Here’s what we learn this time around:
Laurel’s willing to try
Amid all the brouhaha over whether Asher is going to cave and cooperate with the group or spill the beans and implicate them all, we get a subplot about what’s happening with Laurel and Frank. For those fans who’ve been feeling their heat since the beginning of the series, well, things are looking up.
Frank is brought into the loop of her plan, and Laurel gives it to him as squarely as she possibly can and says, in so many words, This is happening with or without your help, and if you bail here, don’t bother anywhere else. That’s enough for Frank. His morals have always been flimsy anyway. (And besides, if she bankrupts her pop’s company, he’s still got that suitcase full of cash Annalise doesn’t want, and it’s baby money to boot!)
In trade, Laurel is not only willing to give Frank a chance to be more than just her knock-boots buddy; she’s also willing, at long last, to do a DNA test to find out if baby Castillo is his or Wes’. Either way, he seems to want to be around for the long haul, and if we know anything about Frank, it’s that he doesn’t let people go easily. Just ask Annalise. Speaking of which…
Annalise always wins
Anyone who watches this show with the hope that there’ll be even a sliver of professional ethics should know better by now, so it’s probably no surprise that the field of psychology is also compromised.

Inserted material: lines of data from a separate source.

//! 环境相关的系统调用
use crate::task::EnvControlBlock;

/// 父环境的编号，没有父环境时为 0
pub fn sys_getppid(env: &EnvControlBlock) -> isize {
    trace!("kernel: env[{}] sys_getppid", env.getid());
    env.getppid().map_or(0, |ppid| ppid as isize)
}
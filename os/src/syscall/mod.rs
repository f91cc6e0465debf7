//! 系统调用
//!
//! 用户态通过 `ecall` 陷入内核后，陷入处理程序以系统调用号和参数调用
//! 唯一的入口 [`syscall()`]。它取出当前环境与全局的共享对象表，
//! 交给 [`dispatch()`] 分发到各个 `sys_` 开头的处理函数。
//! 处理函数按类别放在子模块中。

/// getppid
pub const SYSCALL_GETPPID: usize = 173;
/// 创建共享对象
pub const SYSCALL_SHM_CREATE: usize = 450;
/// 查询共享对象大小
pub const SYSCALL_SHM_SIZE: usize = 451;
/// 映射共享对象
pub const SYSCALL_SHM_GET: usize = 452;
/// 撤销共享对象的映射
pub const SYSCALL_SHM_FREE: usize = 453;

mod process;
mod shm;

pub use process::*;
pub use shm::*;

use crate::shm::{SharedMemoryManager, SHARED_MEMORY};
use crate::task::{current_env, EnvControlBlock};

/// 处理当前环境发起的系统调用
pub fn syscall(syscall_id: usize, args: [usize; 6]) -> isize {
    let env = match current_env() {
        Some(env) => env,
        None => panic!("syscall {} without a running environment", syscall_id),
    };
    dispatch(&SHARED_MEMORY, &env, syscall_id, args)
}

/// 以 `env` 的身份、在 `shm` 上执行系统调用
pub fn dispatch(
    shm: &SharedMemoryManager,
    env: &EnvControlBlock,
    syscall_id: usize,
    args: [usize; 6],
) -> isize {
    match syscall_id {
        SYSCALL_GETPPID => sys_getppid(env),
        SYSCALL_SHM_CREATE => {
            sys_shm_create(shm, env, args[0] as *const u8, args[1], args[2] != 0, args[3])
        }
        SYSCALL_SHM_SIZE => sys_shm_size(shm, env, args[0], args[1] as *const u8),
        SYSCALL_SHM_GET => sys_shm_get(shm, env, args[0], args[1] as *const u8, args[2]),
        SYSCALL_SHM_FREE => sys_shm_free(shm, env, args[0], args[1]),
        _ => {
            warn!("env {}: unsupported syscall_id {}", env.getid(), syscall_id);
            -1
        }
    }
}
//! 内核常量

/// 页面大小：4KiB
pub const PAGE_SIZE: usize = 0x1000;
/// 页内偏移位宽
pub const PAGE_SIZE_BITS: usize = 0xc;

/// 内核堆大小
pub const KERNEL_HEAP_SIZE: usize = 0x30_0000;
/// 物理内存结束地址
pub const MEMORY_END: usize = 0x8800_0000;
/// 用户地址空间上界（SV39 低半部分）
pub const USER_SPACE_END: usize = 0x40_0000_0000;

/// 共享对象表的初始容量
pub const MAX_SHARES: usize = 100;
/// 共享对象表满时是否允许倍增扩容
pub const SHARES_GROWABLE: bool = true;
/// 共享对象名的最大字节数（不含结尾的 `\0`）
pub const SHARE_NAME_MAX: usize = 64;
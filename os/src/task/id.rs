//! 环境编号的分配与回收
use super::EnvId;
use alloc::vec::Vec;
use lazy_static::*;
use spin::Mutex;

/// 回收分配器，优先复用被回收的编号
pub struct RecycleAllocator {
    current: usize,
    recycled: Vec<usize>,
}

impl RecycleAllocator {
    /// 编号从 1 开始，0 表示“没有这个环境”
    pub fn new() -> Self {
        RecycleAllocator {
            current: 1,
            recycled: Vec::new(),
        }
    }
    pub fn alloc(&mut self) -> usize {
        if let Some(id) = self.recycled.pop() {
            id
        } else {
            self.current += 1;
            self.current - 1
        }
    }
    pub fn dealloc(&mut self, id: usize) {
        assert!(id < self.current);
        assert!(
            !self.recycled.iter().any(|i| *i == id),
            "id {} has been deallocated!",
            id
        );
        self.recycled.push(id);
    }
}

impl Default for RecycleAllocator {
    fn default() -> Self {
        Self::new()
    }
}

lazy_static! {
    static ref ENV_ID_ALLOCATOR: Mutex<RecycleAllocator> = Mutex::new(RecycleAllocator::new());
}

/// 环境编号句柄，释放时归还编号
pub struct EnvIdHandle(pub EnvId);

impl Drop for EnvIdHandle {
    fn drop(&mut self) {
        ENV_ID_ALLOCATOR.lock().dealloc(self.0);
    }
}

pub fn env_id_alloc() -> EnvIdHandle {
    EnvIdHandle(ENV_ID_ALLOCATOR.lock().alloc())
}
//! 当前处理器上正在执行的环境
use super::EnvControlBlock;
use crate::shm::SharedMemoryManager;
use alloc::sync::Arc;
use lazy_static::*;
use spin::Mutex;

/// 处理器管理结构
pub struct Processor {
    /// 当前处理器上正在执行的环境
    current: Option<Arc<EnvControlBlock>>,
}

impl Processor {
    pub fn new() -> Self {
        Self { current: None }
    }
    /// 取出当前环境（移动语义）
    pub fn take_current(&mut self) -> Option<Arc<EnvControlBlock>> {
        self.current.take()
    }
    /// 获取当前环境（克隆语义）
    pub fn current(&self) -> Option<Arc<EnvControlBlock>> {
        self.current.as_ref().map(Arc::clone)
    }
    /// 切换到 `env`，返回原来的环境
    pub fn set_current(&mut self, env: Arc<EnvControlBlock>) -> Option<Arc<EnvControlBlock>> {
        self.current.replace(env)
    }
}

impl Default for Processor {
    fn default() -> Self {
        Self::new()
    }
}

lazy_static! {
    /// 全局唯一的处理器实例
    pub static ref PROCESSOR: Mutex<Processor> = Mutex::new(Processor::new());
}

pub fn take_current_env() -> Option<Arc<EnvControlBlock>> {
    PROCESSOR.lock().take_current()
}

pub fn current_env() -> Option<Arc<EnvControlBlock>> {
    PROCESSOR.lock().current()
}

/// 让 `env` 成为当前环境；在 riscv64 上同时切换到它的地址空间
pub fn set_current_env(env: Arc<EnvControlBlock>) -> Option<Arc<EnvControlBlock>> {
    #[cfg(target_arch = "riscv64")]
    env.memory_set().activate();
    trace!("processor: switch to env {}", env.getid());
    PROCESSOR.lock().set_current(env)
}

/// 当前环境的 token（页表地址），没有当前环境时为 `None`
pub fn current_user_token() -> Option<usize> {
    current_env().map(|env| env.get_user_token())
}

/// 结束当前环境：先归还它对共享对象的引用，再回收其余映射。
/// 返回释放的共享映射个数，没有当前环境时为 `None`。
pub fn exit_current_env(shm: &SharedMemoryManager) -> Option<usize> {
    let env = take_current_env()?;
    let released = env.release_shared_objects(shm);
    env.memory_set().recycle_data_pages();
    info!("env {} exited, {} shared mappings released", env.getid(), released);
    Some(released)
}

#[cfg(test)]
mod tests {
    use super::*;
    use crate::mm::test_pool;

    #[test]
    fn processor_tracks_current_env() {
        let pool = test_pool(4);
        let first = Arc::new(EnvControlBlock::new(&pool, None).unwrap());
        let second = Arc::new(EnvControlBlock::new(&pool, None).unwrap());
        let mut processor = Processor::new();
        assert!(processor.current().is_none());
        assert!(processor.set_current(first.clone()).is_none());
        let prev = processor.set_current(second.clone()).unwrap();
        assert!(Arc::ptr_eq(&prev, &first));
        assert_eq!(processor.current().unwrap().getid(), second.getid());
        assert!(processor.take_current().is_some());
        assert!(processor.current().is_none());
    }

    /// 串行化使用全局 `PROCESSOR` 的测试
    static GLOBAL: Mutex<()> = Mutex::new(());

    #[test]
    fn global_processor_accessors() {
        let _guard = GLOBAL.lock();
        let pool = test_pool(2);
        let env = Arc::new(EnvControlBlock::new(&pool, None).unwrap());
        let token = env.get_user_token();
        set_current_env(env.clone());
        assert_eq!(current_user_token(), Some(token));
        assert_eq!(current_env().unwrap().getid(), env.getid());
        assert!(Arc::ptr_eq(&take_current_env().unwrap(), &env));
        assert_eq!(current_user_token(), None);
    }

    #[test]
    fn exiting_env_returns_shared_references() {
        use crate::config::PAGE_SIZE;
        use crate::shm::ShmConfig;

        let pool = test_pool(32);
        let shm = SharedMemoryManager::new(pool.clone(), ShmConfig::default());
        let owner = EnvControlBlock::new(&pool, None).unwrap();
        let id = shm
            .create(&mut owner.memory_set(), owner.getid(), "out", PAGE_SIZE, true, 0x10000)
            .unwrap();
        let consumer = Arc::new(EnvControlBlock::new(&pool, Some(owner.getid())).unwrap());
        shm.get(&mut consumer.memory_set(), owner.getid(), "out", 0x20000).unwrap();
        assert_eq!(shm.info(id).unwrap().references, 2);

        let _guard = GLOBAL.lock();
        set_current_env(consumer.clone());
        assert_eq!(exit_current_env(&shm), Some(1));
        assert!(current_env().is_none());
        assert_eq!(exit_current_env(&shm), None);
        assert_eq!(shm.info(id).unwrap().references, 1);
        assert!(consumer.memory_set().shared_areas().is_empty());
    }
}
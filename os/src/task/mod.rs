//! 环境管理
//!
//! 环境即拥有独立地址空间的执行上下文。每个环境由一个 [`EnvControlBlock`]
//! 描述，编号由全局的 `ENV_ID_ALLOCATOR` 分配并在环境销毁时回收。
//! 全局唯一的 [`Processor`] 实例 `PROCESSOR` 记录当前正在执行的环境。

mod env;
mod id;
mod processor;

/// 环境编号
pub type EnvId = usize;

pub use env::EnvControlBlock;
pub use id::{env_id_alloc, EnvIdHandle, RecycleAllocator};
pub use processor::{
    current_env, current_user_token, exit_current_env, set_current_env, take_current_env, Processor, PROCESSOR,
};
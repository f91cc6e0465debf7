//! SBI 调用

#![allow(unused)]

const SBI_CONSOLE_PUTCHAR: usize = 1;

#[cfg(target_arch = "riscv64")]
#[inline(always)]
fn sbi_call(which: usize, arg0: usize, arg1: usize, arg2: usize) -> usize {
    let mut ret;
    unsafe {
        core::arch::asm!(
            "ecall",
            inlateout("x10") arg0 => ret,
            in("x11") arg1,
            in("x12") arg2,
            in("x17") which,
        );
    }
    ret
}

/// 向控制台输出一个字符
#[cfg(target_arch = "riscv64")]
pub fn console_putchar(c: usize) {
    sbi_call(SBI_CONSOLE_PUTCHAR, c, 0, 0);
}

/// 非 RISC-V 平台（如宿主机上的单元测试）没有 SBI 控制台，输出被丢弃
#[cfg(not(target_arch = "riscv64"))]
pub fn console_putchar(_c: usize) {}
//! 内存管理
//!
//! 针对 RV64 SV39 实现物理页帧分配器、页表、映射区域以及地址空间。
//! 每个环境都有一个 [`MemorySet`] 管理其虚拟内存；
//! 共享对象的页帧以 [`FrameTracker`] 句柄的形式同时出现在多个地址空间中。

mod address;
mod frame_allocator;
#[cfg(target_os = "none")]
mod heap_allocator;
mod memory_set;
mod page_table;

pub use address::{page_count, PhysAddr, PhysPageNum, StepByOne, VPNRange, VirtAddr, VirtPageNum};
#[cfg(test)]
pub(crate) use frame_allocator::test_pool;
pub use frame_allocator::{FramePool, FrameTracker, FRAME_ALLOCATOR};
pub use memory_set::{MapArea, MapPermission, MapType, MemorySet};
pub use page_table::{MapError, PTEFlags, PageFault, PageTable, PageTableEntry};

/// 初始化内核堆与全局页帧池
pub fn init() {
    #[cfg(target_os = "none")]
    {
        heap_allocator::init_heap();
        frame_allocator::init_frame_allocator();
    }
    info!("mm: {} frames available", FRAME_ALLOCATOR.available());
}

Exhibit A: Isaac’s ex-wife breaks his confidentiality, violating the privacy of her client — who shouldn’t really be her client anyway, right? — to inform Annalise that she’s a trigger for his addiction because his teenage daughter ended her life a few years ago. She insists Annalise is inadvertently stirring up all this history and pain within him and she must walk away to avoid his own relapse. Annalise seems to oblige (although she may sniff a whiff of jealousy emanating from this woman right now) and gives him notice that she’s seeking treatment elsewhere.
Exhibit B: Even though he should’ve removed himself from her care as soon as he realized Bonnie was double-crossing everyone, Isaac is befuddled that Annalise would dare “leave” him. She’ll relapse! She’ll fail! The world will crumble as we know it! But then, when he’s put on the stand to testify as to her ability to remain sober while chairing a class action lawsuit, as part of the Attorney General’s petition to circumvent certification of the case, well, he caves. She’s 100 percent committed to sobriety, he testifies; he’s never doubted her for one second, and how dare this guy even ask?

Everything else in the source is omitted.